Inspiration

After spending a semester drawing pointers and diagrams on paper for 15-122, Principles of Imperative Computation, we were thinking about how we could make a pedagogical tool that not only serves as a debugger, but a conceptual guide in the understanding of the concept of pointers and memory allocation.

What it does

PointMe takes in C programs and graphically displays the memory allocation of the program line-by-line, showing the pointers and references among objects in both the stack and heap. Allocated memory that cannot be referenced remains in the heap, showing the dangers of failing to free memory through visual clutter.

How we built it

PointMe is a program visualizer that is rooted in both functional and imperative programming principles. At its core, it consists of expressions, which are parsed with the powerful evalExpression function, using Dijkstra's shunting-yard algorithm to efficiently parse operators. It preprocesses the entire C program to make it easier to read in a string-only format in Python, using shortcuts like rewriting types with a special indicator character as well as a shorter length in order to make it easier to differentiate particular kinds of strings. The heap and stack are both separate data structures, with the Variable object presiding over all pointers, variables, and constants. A Variable can point towards an address in the heapDict structure, or it can hold a primitive value itself, holding a type to differentiate itself to the programmer.

Challenges we ran into

One challenge we ran into was the length of the project. As a fairly ambitious project, there were many things that we had to implement, such as parsing and support for control flow, structs, assignment, pointers, and allocation of memory. Additionally, one of our members is a 15-112 TA, and as such had to arrive four hours late. Another challenge was the challenge of debugging, as the data structures we used are quite extensive, and the program is so long that debugging is quite a feat.

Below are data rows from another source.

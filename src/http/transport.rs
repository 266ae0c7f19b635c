//! The transport collaborator: raw requests against the node's REST API.

use serde::de::DeserializeOwned;

use crate::error::HttpError;

/// Status and body of one REST call, before any interpretation.
#[derive(Debug, Clone, PartialEq, Eq)]
pub struct HttpResponse {
    pub status: u16,
    pub body: String,
}

impl HttpResponse {
    pub fn new(status: u16, body: impl Into<String>) -> Self {
        Self {
            status,
            body: body.into(),
        }
    }

    pub fn is_success(&self) -> bool {
        (200..300).contains(&self.status)
    }

    pub fn is_not_found(&self) -> bool {
        self.status == 404
    }

    /// Map any status >= 400 to an [`HttpError`].
    pub fn error_for_status(self) -> Result<Self, HttpError> {
        if self.status < 400 {
            return Ok(self);
        }
        Err(match self.status {
            401 => HttpError::Unauthorized,
            404 => HttpError::NotFound(self.body),
            429 => HttpError::RateLimited {
                retry_after_ms: None,
            },
            400..=499 => HttpError::BadRequest {
                status: self.status,
                body: self.body,
            },
            status => HttpError::ServerError {
                status,
                body: self.body,
            },
        })
    }

    pub fn json<T: DeserializeOwned>(&self) -> Result<T, serde_json::Error> {
        serde_json::from_str(&self.body)
    }
}

/// Query parameters, in order.
pub type QueryParams<'a> = &'a [(&'a str, String)];

/// Moves opaque bytes to and from the node.
///
/// Paths are relative to the node's base URL (`/transactions`,
/// `/accounts/0x1`). Implementations return every HTTP status as an
/// [`HttpResponse`]; only failures to obtain a response at all are errors.
#[allow(async_fn_in_trait)]
pub trait Transport {
    async fn get(&self, path: &str, params: QueryParams<'_>) -> Result<HttpResponse, HttpError>;

    async fn post(
        &self,
        path: &str,
        params: QueryParams<'_>,
        body: Vec<u8>,
        content_type: &str,
    ) -> Result<HttpResponse, HttpError>;
}

impl<T: Transport + ?Sized> Transport for &T {
    async fn get(&self, path: &str, params: QueryParams<'_>) -> Result<HttpResponse, HttpError> {
        (**self).get(path, params).await
    }

    async fn post(
        &self,
        path: &str,
        params: QueryParams<'_>,
        body: Vec<u8>,
        content_type: &str,
    ) -> Result<HttpResponse, HttpError> {
        (**self).post(path, params, body, content_type).await
    }
}

#[cfg(test)]
mod tests {
    use super::*;

    #[test]
    fn test_error_for_status_classification() {
        assert!(HttpResponse::new(202, "{}").error_for_status().is_ok());
        assert!(matches!(
            HttpResponse::new(404, "gone").error_for_status(),
            Err(HttpError::NotFound(body)) if body == "gone"
        ));
        assert!(matches!(
            HttpResponse::new(400, "bad").error_for_status(),
            Err(HttpError::BadRequest { status: 400, .. })
        ));
        assert!(matches!(
            HttpResponse::new(401, "").error_for_status(),
            Err(HttpError::Unauthorized)
        ));
        assert!(matches!(
            HttpResponse::new(429, "").error_for_status(),
            Err(HttpError::RateLimited { .. })
        ));
        assert!(matches!(
            HttpResponse::new(503, "down").error_for_status(),
            Err(HttpError::ServerError { status: 503, .. })
        ));
    }

    #[test]
    fn test_json_body() {
        let response = HttpResponse::new(200, r#"{"chain_id":4}"#);
        let value: serde_json::Value = response.json().unwrap();
        assert_eq!(value["chain_id"], 4);
    }
}
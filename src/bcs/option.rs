//! Optional values: `0x00` when absent, `0x01` followed by the value when
//! present. Absent is always exactly one byte.

use super::{BcsDeserialize, BcsSerialize, Deserializer, Serializer};
use crate::error::BcsError;

const NONE_TAG: u8 = 0;
const SOME_TAG: u8 = 1;

impl Serializer {
    /// Write an optional value with a caller-supplied inner encoder.
    pub fn option_with<T>(&mut self, value: Option<&T>, encode: impl FnOnce(&mut Self, &T)) {
        match value {
            None => self.u8(NONE_TAG),
            Some(inner) => {
                self.u8(SOME_TAG);
                encode(self, inner);
            }
        }
    }

    pub fn option<T: BcsSerialize>(&mut self, value: Option<&T>) {
        self.option_with(value, |s, inner| inner.serialize(s));
    }
}

impl<'a> Deserializer<'a> {
    /// Read an optional value; the tag carries no type, so the caller supplies
    /// the decoder for the inner value.
    pub fn option_with<T>(
        &mut self,
        decode: impl FnOnce(&mut Self) -> Result<T, BcsError>,
    ) -> Result<Option<T>, BcsError> {
        match self.u8()? {
            NONE_TAG => Ok(None),
            SOME_TAG => decode(self).map(Some),
            tag => Err(BcsError::invalid(format!("option tag {tag:#04x}"))),
        }
    }

    pub fn option<T: BcsDeserialize>(&mut self) -> Result<Option<T>, BcsError> {
        self.option_with(T::deserialize)
    }
}

impl<T: BcsSerialize> BcsSerialize for Option<T> {
    fn serialize(&self, serializer: &mut Serializer) {
        serializer.option(self.as_ref());
    }
}

impl<T: BcsDeserialize> BcsDeserialize for Option<T> {
    fn deserialize(deserializer: &mut Deserializer<'_>) -> Result<Self, BcsError> {
        deserializer.option()
    }
}
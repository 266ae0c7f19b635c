//! Account domain: on-chain account state and sequence numbers.

pub mod client;
pub mod convert;
pub mod sequence;
pub mod wire;

pub use sequence::SequenceNumberTracker;

/// On-chain state of an account.
#[derive(Debug, Clone, PartialEq, Eq)]
pub struct AccountInfo {
    /// Next sequence number the account will accept.
    pub sequence_number: u64,
    pub authentication_keys: Vec<String>,
}
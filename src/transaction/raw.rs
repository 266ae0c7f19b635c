//! Raw transaction body and the signing topologies built on it.

use sha3::{Digest, Sha3_256};

use crate::bcs::{self, BcsDeserialize, BcsSerialize};
use crate::error::BcsError;
use crate::network::{RAW_TRANSACTION_SALT, RAW_TRANSACTION_WITH_DATA_SALT};
use crate::transaction::payload::TransactionPayload;
use crate::types::AccountAddress;

/// `sha3_256(seed)`, the domain separator placed before signed bytes.
pub(crate) fn salt_prefix(seed: &str) -> [u8; 32] {
    Sha3_256::digest(seed.as_bytes()).into()
}

/// The transaction body every signing topology shares unmodified.
///
/// Layout: `sender | sequence_number | payload | max_gas_amount |
/// gas_unit_price | expiration_timestamp_secs | chain_id`.
#[derive(Debug, Clone, PartialEq, Eq)]
pub struct RawTransaction {
    pub sender: AccountAddress,
    pub sequence_number: u64,
    pub payload: TransactionPayload,
    pub max_gas_amount: u64,
    pub gas_unit_price: u64,
    pub expiration_timestamp_secs: u64,
    pub chain_id: u8,
}

impl RawTransaction {
    /// Bytes a single sender signs.
    pub fn signing_message(&self) -> Vec<u8> {
        let mut serializer = bcs::Serializer::new();
        serializer.fixed_bytes(&salt_prefix(RAW_TRANSACTION_SALT));
        self.serialize(&mut serializer);
        serializer.into_bytes()
    }
}

impl BcsSerialize for RawTransaction {
    fn serialize(&self, serializer: &mut bcs::Serializer) {
        self.sender.serialize(serializer);
        serializer.u64(self.sequence_number);
        self.payload.serialize(serializer);
        serializer.u64(self.max_gas_amount);
        serializer.u64(self.gas_unit_price);
        serializer.u64(self.expiration_timestamp_secs);
        serializer.u8(self.chain_id);
    }
}

impl BcsDeserialize for RawTransaction {
    fn deserialize(deserializer: &mut bcs::Deserializer<'_>) -> Result<Self, BcsError> {
        Ok(Self {
            sender: AccountAddress::deserialize(deserializer)?,
            sequence_number: deserializer.u64()?,
            payload: TransactionPayload::deserialize(deserializer)?,
            max_gas_amount: deserializer.u64()?,
            gas_unit_price: deserializer.u64()?,
            expiration_timestamp_secs: deserializer.u64()?,
            chain_id: deserializer.u8()?,
        })
    }
}

/// A raw transaction together with the parties that must sign it.
///
/// The wrapper changes only what is signed; `raw()` is identical in every
/// variant and is what ends up in the signed transaction.
#[derive(Debug, Clone, PartialEq, Eq)]
pub enum TransactionVariant {
    SingleSender(RawTransaction),
    MultiAgent {
        raw: RawTransaction,
        secondary_signers: Vec<AccountAddress>,
    },
    FeePayer {
        raw: RawTransaction,
        secondary_signers: Vec<AccountAddress>,
        /// `None` while the sponsor is unknown (simulation); signed as `0x0`.
        fee_payer: Option<AccountAddress>,
    },
}

impl TransactionVariant {
    // `RawTransactionWithData` discriminants.
    const MULTI_AGENT: u32 = 0;
    const MULTI_AGENT_WITH_FEE_PAYER: u32 = 1;

    pub fn raw(&self) -> &RawTransaction {
        match self {
            TransactionVariant::SingleSender(raw)
            | TransactionVariant::MultiAgent { raw, .. }
            | TransactionVariant::FeePayer { raw, .. } => raw,
        }
    }

    pub fn into_raw(self) -> RawTransaction {
        match self {
            TransactionVariant::SingleSender(raw)
            | TransactionVariant::MultiAgent { raw, .. }
            | TransactionVariant::FeePayer { raw, .. } => raw,
        }
    }

    pub fn secondary_signers(&self) -> &[AccountAddress] {
        match self {
            TransactionVariant::SingleSender(_) => &[],
            TransactionVariant::MultiAgent {
                secondary_signers, ..
            }
            | TransactionVariant::FeePayer {
                secondary_signers, ..
            } => secondary_signers,
        }
    }

    pub fn fee_payer(&self) -> Option<AccountAddress> {
        match self {
            TransactionVariant::FeePayer { fee_payer, .. } => *fee_payer,
            _ => None,
        }
    }

    pub fn has_fee_payer_slot(&self) -> bool {
        matches!(self, TransactionVariant::FeePayer { .. })
    }

    /// Bytes every party in this topology signs.
    ///
    /// Multi-agent and fee-payer messages commit to the ordered secondary
    /// addresses (and the fee payer), so no party can be swapped after
    /// signing without invalidating every signature.
    pub fn signing_message(&self) -> Vec<u8> {
        let (raw, secondary_signers, variant, fee_payer) = match self {
            TransactionVariant::SingleSender(raw) => return raw.signing_message(),
            TransactionVariant::MultiAgent {
                raw,
                secondary_signers,
            } => (raw, secondary_signers, Self::MULTI_AGENT, None),
            TransactionVariant::FeePayer {
                raw,
                secondary_signers,
                fee_payer,
            } => (
                raw,
                secondary_signers,
                Self::MULTI_AGENT_WITH_FEE_PAYER,
                Some(fee_payer.unwrap_or(AccountAddress::ZERO)),
            ),
        };

        let mut serializer = bcs::Serializer::new();
        serializer.fixed_bytes(&salt_prefix(RAW_TRANSACTION_WITH_DATA_SALT));
        serializer.uleb128(variant);
        raw.serialize(&mut serializer);
        serializer.sequence(secondary_signers);
        if let Some(address) = fee_payer {
            address.serialize(&mut serializer);
        }
        serializer.into_bytes()
    }
}

#[cfg(test)]
pub(crate) mod tests {
    use super::*;
    use crate::transaction::payload::{EntryFunction, TransactionArgument};

    pub(crate) fn sample_raw() -> RawTransaction {
        RawTransaction {
            sender: "0xa11ce".parse().unwrap(),
            sequence_number: 7,
            payload: EntryFunction::natural(
                "0x1::endless_account",
                "transfer",
                vec![],
                vec![
                    TransactionArgument::new(&AccountAddress::ONE),
                    TransactionArgument::new(&10u128),
                ],
            )
            .unwrap()
            .into(),
            max_gas_amount: 100_000,
            gas_unit_price: 100,
            expiration_timestamp_secs: 1_700_000_600,
            chain_id: 4,
        }
    }

    #[test]
    fn test_raw_transaction_field_order() {
        let raw = sample_raw();
        let bytes = bcs::to_bytes(&raw);
        assert_eq!(&bytes[..32], raw.sender.as_bytes());
        assert_eq!(&bytes[32..40], &7u64.to_le_bytes());
        let tail = &bytes[bytes.len() - 25..];
        assert_eq!(&tail[..8], &100_000u64.to_le_bytes());
        assert_eq!(&tail[8..16], &100u64.to_le_bytes());
        assert_eq!(&tail[16..24], &1_700_000_600u64.to_le_bytes());
        assert_eq!(tail[24], 4);
        assert_eq!(bcs::from_bytes::<RawTransaction>(&bytes).unwrap(), raw);
    }

    #[test]
    fn test_single_sender_message_is_salted() {
        let raw = sample_raw();
        let message = raw.signing_message();
        assert_eq!(&message[..32], &salt_prefix(RAW_TRANSACTION_SALT));
        assert_eq!(&message[32..], bcs::to_bytes(&raw).as_slice());
        assert_eq!(
            TransactionVariant::SingleSender(raw).signing_message(),
            message
        );
    }

    #[test]
    fn test_multi_agent_message_commits_to_secondaries() {
        let raw = sample_raw();
        let b: AccountAddress = "0xb0b".parse().unwrap();
        let c: AccountAddress = "0xc0c".parse().unwrap();

        let bc = TransactionVariant::MultiAgent {
            raw: raw.clone(),
            secondary_signers: vec![b, c],
        };
        let cb = TransactionVariant::MultiAgent {
            raw: raw.clone(),
            secondary_signers: vec![c, b],
        };
        assert_ne!(bc.signing_message(), cb.signing_message());

        let message = bc.signing_message();
        let raw_bytes = bcs::to_bytes(&raw);
        assert_eq!(&message[..32], &salt_prefix(RAW_TRANSACTION_WITH_DATA_SALT));
        assert_eq!(message[32], 0);
        assert_eq!(&message[33..33 + raw_bytes.len()], raw_bytes.as_slice());
        assert_eq!(message[33 + raw_bytes.len()], 2);
        assert_eq!(message.len(), 33 + raw_bytes.len() + 1 + 64);
    }

    #[test]
    fn test_fee_payer_message_binds_sponsor() {
        let raw = sample_raw();
        let sponsor: AccountAddress = "0x5905".parse().unwrap();
        let unassigned = TransactionVariant::FeePayer {
            raw: raw.clone(),
            secondary_signers: vec![],
            fee_payer: None,
        };
        let assigned = TransactionVariant::FeePayer {
            raw: raw.clone(),
            secondary_signers: vec![],
            fee_payer: Some(sponsor),
        };

        let unassigned_msg = unassigned.signing_message();
        let assigned_msg = assigned.signing_message();
        assert_ne!(unassigned_msg, assigned_msg);
        assert_eq!(unassigned_msg[32], 1);
        assert_eq!(&unassigned_msg[unassigned_msg.len() - 32..], AccountAddress::ZERO.as_bytes());
        assert_eq!(&assigned_msg[assigned_msg.len() - 32..], sponsor.as_bytes());
        assert_eq!(assigned.raw(), unassigned.raw());
    }
}
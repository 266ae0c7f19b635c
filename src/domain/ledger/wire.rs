//! Ledger wire types: raw serde structs for `GET /`.

use serde::{Deserialize, Serialize};

use crate::shared::serde_util::{option_u64_string, u64_string};

#[derive(Debug, Clone, Serialize, Deserialize)]
pub struct LedgerInfoResponse {
    pub chain_id: u8,
    #[serde(with = "u64_string")]
    pub epoch: u64,
    #[serde(with = "u64_string")]
    pub ledger_version: u64,
    #[serde(default, with = "option_u64_string")]
    pub oldest_ledger_version: Option<u64>,
    /// Microseconds since the unix epoch.
    #[serde(with = "u64_string")]
    pub ledger_timestamp: u64,
    #[serde(with = "u64_string")]
    pub block_height: u64,
    #[serde(default)]
    pub node_role: Option<String>,
}
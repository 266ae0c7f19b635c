//! View sub-client.

use crate::bcs;
use crate::client::EndlessClient;
use crate::error::SdkError;
use crate::http::Transport;
use crate::network::VIEW_FUNCTION_CONTENT_TYPE;
use crate::transaction::EntryFunction;

/// Sub-client for view function calls.
pub struct View<'a, T: Transport> {
    pub(crate) client: &'a EndlessClient<T>,
}

impl<'a, T: Transport> View<'a, T> {
    /// `POST /view` with the BCS-encoded function call. Returns one JSON value
    /// per Move return value.
    ///
    /// Without `ledger_version` the node evaluates at its latest version. A
    /// version the node has pruned comes back as an HTTP error (410).
    pub async fn bcs_payload(
        &self,
        function: &EntryFunction,
        ledger_version: Option<u64>,
    ) -> Result<Vec<serde_json::Value>, SdkError> {
        let mut params = Vec::new();
        if let Some(v) = ledger_version {
            params.push(("ledger_version", v.to_string()));
        }
        let resp = self
            .client
            .transport
            .post(
                "/view",
                &params,
                bcs::to_bytes(function),
                VIEW_FUNCTION_CONTENT_TYPE,
            )
            .await?
            .error_for_status()?;
        tracing::debug!(
            module = %function.module,
            function = %function.function,
            "View function evaluated"
        );
        Ok(resp.json()?)
    }
}
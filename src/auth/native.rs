//! Native auth: keypair-backed signing.
//!
//! Only available with the `native-auth` feature.

use solana_keypair::Keypair;
use solana_signer::Signer;

use crate::auth::TransactionSigner;
use crate::error::{SdkError, SdkResult};
use crate::transaction::{AccountAuthenticator, Ed25519PublicKey, Ed25519Signature};
use crate::types::AccountAddress;

/// An ed25519 account whose private key lives in memory.
pub struct LocalAccount {
    keypair: Keypair,
    address: AccountAddress,
}

impl LocalAccount {
    /// Fresh random key; the address is derived from it.
    pub fn generate() -> Self {
        Self::from_keypair(Keypair::new())
    }

    pub fn from_keypair(keypair: Keypair) -> Self {
        let address = AccountAddress::from_ed25519_public_key(&keypair.pubkey().to_bytes());
        Self { keypair, address }
    }

    /// Restore from a 32-byte ed25519 secret key.
    pub fn from_secret_key(secret: [u8; 32]) -> Self {
        Self::from_keypair(Keypair::new_from_array(secret))
    }

    /// Bind a key to an account whose authentication key was rotated to it.
    pub fn with_address(keypair: Keypair, address: AccountAddress) -> Self {
        Self { keypair, address }
    }

    pub fn public_key(&self) -> Ed25519PublicKey {
        Ed25519PublicKey::new(self.keypair.pubkey().to_bytes())
    }

    /// Zero-signature authenticator for `/transactions/simulate`.
    pub fn simulation_authenticator(&self) -> AccountAuthenticator {
        AccountAuthenticator::for_simulation(self.public_key())
    }
}

impl TransactionSigner for LocalAccount {
    fn address(&self) -> AccountAddress {
        self.address
    }

    fn sign(&self, message: &[u8]) -> SdkResult<AccountAuthenticator> {
        let signature = self.keypair.sign_message(message);
        let bytes = <[u8; 64]>::try_from(signature.as_ref())
            .map_err(|_| SdkError::Signing("signature is not 64 bytes".to_string()))?;
        Ok(AccountAuthenticator::ed25519(
            self.public_key(),
            Ed25519Signature::new(bytes),
        ))
    }
}

impl std::fmt::Debug for LocalAccount {
    fn fmt(&self, f: &mut std::fmt::Formatter<'_>) -> std::fmt::Result {
        f.debug_struct("LocalAccount")
            .field("address", &self.address)
            .finish_non_exhaustive()
    }
}
//! Serde helpers for the node's JSON wire format.

/// The node renders `u64` values as decimal strings (`"42"`) so they survive
/// JavaScript clients. Accepts bare numbers too.
pub mod u64_string {
    use serde::de::{self, Deserializer, Visitor};
    use serde::Serializer;
    use std::fmt;

    pub fn serialize<S>(value: &u64, serializer: S) -> Result<S::Ok, S::Error>
    where
        S: Serializer,
    {
        serializer.collect_str(value)
    }

    pub fn deserialize<'de, D>(deserializer: D) -> Result<u64, D::Error>
    where
        D: Deserializer<'de>,
    {
        struct U64Visitor;

        impl<'de> Visitor<'de> for U64Visitor {
            type Value = u64;

            fn expecting(&self, f: &mut fmt::Formatter) -> fmt::Result {
                f.write_str("a u64 as a decimal string or number")
            }

            fn visit_u64<E: de::Error>(self, value: u64) -> Result<u64, E> {
                Ok(value)
            }

            fn visit_str<E: de::Error>(self, value: &str) -> Result<u64, E> {
                value
                    .parse()
                    .map_err(|_| E::custom(format!("Invalid u64: {}", value)))
            }
        }

        deserializer.deserialize_any(U64Visitor)
    }
}

/// Same as [`u64_string`] for `u128` values such as coin balances.
pub mod u128_string {
    use serde::de::{self, Deserializer, Visitor};
    use serde::Serializer;
    use std::fmt;

    pub fn serialize<S>(value: &u128, serializer: S) -> Result<S::Ok, S::Error>
    where
        S: Serializer,
    {
        serializer.collect_str(value)
    }

    pub fn deserialize<'de, D>(deserializer: D) -> Result<u128, D::Error>
    where
        D: Deserializer<'de>,
    {
        struct U128Visitor;

        impl<'de> Visitor<'de> for U128Visitor {
            type Value = u128;

            fn expecting(&self, f: &mut fmt::Formatter) -> fmt::Result {
                f.write_str("a u128 as a decimal string or number")
            }

            fn visit_u64<E: de::Error>(self, value: u64) -> Result<u128, E> {
                Ok(u128::from(value))
            }

            fn visit_str<E: de::Error>(self, value: &str) -> Result<u128, E> {
                value
                    .parse()
                    .map_err(|_| E::custom(format!("Invalid u128: {}", value)))
            }
        }

        deserializer.deserialize_any(U128Visitor)
    }
}

/// [`u64_string`] for optional fields; pair with `#[serde(default)]`.
pub mod option_u64_string {
    use serde::{Deserialize, Deserializer, Serializer};

    pub fn serialize<S>(value: &Option<u64>, serializer: S) -> Result<S::Ok, S::Error>
    where
        S: Serializer,
    {
        match value {
            Some(v) => serializer.collect_str(v),
            None => serializer.serialize_none(),
        }
    }

    pub fn deserialize<'de, D>(deserializer: D) -> Result<Option<u64>, D::Error>
    where
        D: Deserializer<'de>,
    {
        #[derive(Deserialize)]
        struct Wrapped(#[serde(with = "super::u64_string")] u64);

        Ok(Option::<Wrapped>::deserialize(deserializer)?.map(|Wrapped(v)| v))
    }
}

Accomplishments that we're proud of

We're proud of this entire project, as a whole. No matter the member, this was a fun project that we all feel we genuinely contributed a lot to, as well as a project that could be used for actual pedagogical purpose. Since three members of our group are teaching assistants in the School of Computer Science, we were very proud to have created a tool to potentially help future students. The concepts were also quite advanced, as none of us have embarked upon serious software engineering feats in the past, so it was an exercise in patience and planning as we tried to determine the structure of our program, such as delegating the top-down preprocessing to some and the lofty task of evaluation expression to others.

What we learned

As a whole, this project was great review for 15-122 for all of us, as we got to refresh on topics like pointers and memory allocation. As three of us are students in 15-213, this was also helpful in familiarizing ourselves before delving into more complicated material. We learned how to apply functional programming techniques, as our paradigm of functions evaluating to values (literally, as we read int main and then went to other functions from there) ended up simplifying the control flow for our program quite a bit, against the alternative. As my first hackathon, I felt it was a great experience, and one that I am eager to repeat soon.

What's next for PointMe

PointMe is by no means a finished product, and that's why GitHub exists. We fully intend to shape it up and try and see what pedagogical usage there is in such a tool, because that's why it was created. It would be a shame to leave something unfinished, and so our next step would probably be to streamline the program, to better deploy it in the future. We also would like to integrate support for different colors based on type.